For me, I felt that the music was good though a bit restrained. Still we had shows that were a disaster when compared with this one. We tried to make this a really good display of power. We had assembled more amps on that stage than any group had used before, or, for that matter, for quite some time after.

But they were talking about dancing girls and special lights and all sorts of distractions.

Mick Jagger was at the bowl and before the show spent time in the dressing room with the guys. Yes, he was not overly impressed with the show - again, though the music was good they were very consertive.

I think the filming might have also had something to do with this. There were 4 camera running, if I remember correctly. Paul Ferrara was the on stage comera, closest to Jim and the group. Others were taking the action from different angles, including an overall shot from the audience area.

I cannot really say why the show lacked the spontaniety of some of the others. I am sure that there was more than one reason. I know one thing, technically, it was perfect.
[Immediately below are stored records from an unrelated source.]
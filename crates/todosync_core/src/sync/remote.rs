//! Remote service boundary.
//!
//! The wire shape belongs to whoever implements `RemoteService`; the core
//! only needs ordered batch delivery with one outcome per record.

use crate::model::change::{ChangeId, ChangeRecord};
use crate::model::entity::EntitySnapshot;
use std::error::Error;
use std::fmt::{Display, Formatter};

/// Batch-level delivery failure.
#[derive(Debug, Clone, PartialEq, Eq)]
pub enum TransportError {
    /// Remote could not be reached at all.
    Unreachable(String),
    /// No response within the per-batch timeout.
    Timeout { timeout_ms: u64 },
    /// Remote answered but refused the whole batch.
    Rejected(String),
}

impl Display for TransportError {
    fn fmt(&self, f: &mut Formatter<'_>) -> std::fmt::Result {
        match self {
            Self::Unreachable(message) => write!(f, "remote unreachable: {message}"),
            Self::Timeout { timeout_ms } => {
                write!(f, "batch timed out after {timeout_ms} ms")
            }
            Self::Rejected(message) => write!(f, "batch rejected: {message}"),
        }
    }
}

impl Error for TransportError {}

/// Per-record result of one batch.
#[derive(Debug, Clone, PartialEq)]
pub enum RecordOutcome {
    /// Applied (or already applied); `version` is the entity's remote version.
    Ack { change_id: ChangeId, version: u64 },
    /// Remote holds a diverging version of the entity.
    Conflict {
        change_id: ChangeId,
        remote: EntitySnapshot,
    },
    /// Record-level delivery failure; the record is retried later.
    Error { change_id: ChangeId, message: String },
}

impl RecordOutcome {
    pub fn change_id(&self) -> ChangeId {
        match self {
            Self::Ack { change_id, .. }
            | Self::Conflict { change_id, .. }
            | Self::Error { change_id, .. } => *change_id,
        }
    }
}

/// Batch synchronization endpoint.
///
/// Implementations must treat a record they have already applied as an
/// acknowledged no-op, since a lost acknowledgment leads to a resend.
pub trait RemoteService: Send + Sync {
    fn push_batch(&self, batch: &[ChangeRecord]) -> Result<Vec<RecordOutcome>, TransportError>;
}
I remember someone asked me if I played instruments. Yes, I played the Gun in Unknown Soldier.

The gunshot at the bowl was spectacular. We had a test shot on July 4th. The shot heard "Round Hollywood".

The bowl was an adventure for us, taking two days and one long night to set up. Of course we had a run-in with the local unions but we got around that all right. While they were there, we could not do much. But when they went home, under the cover of night.... Well, When the Cat is away, the mice will play.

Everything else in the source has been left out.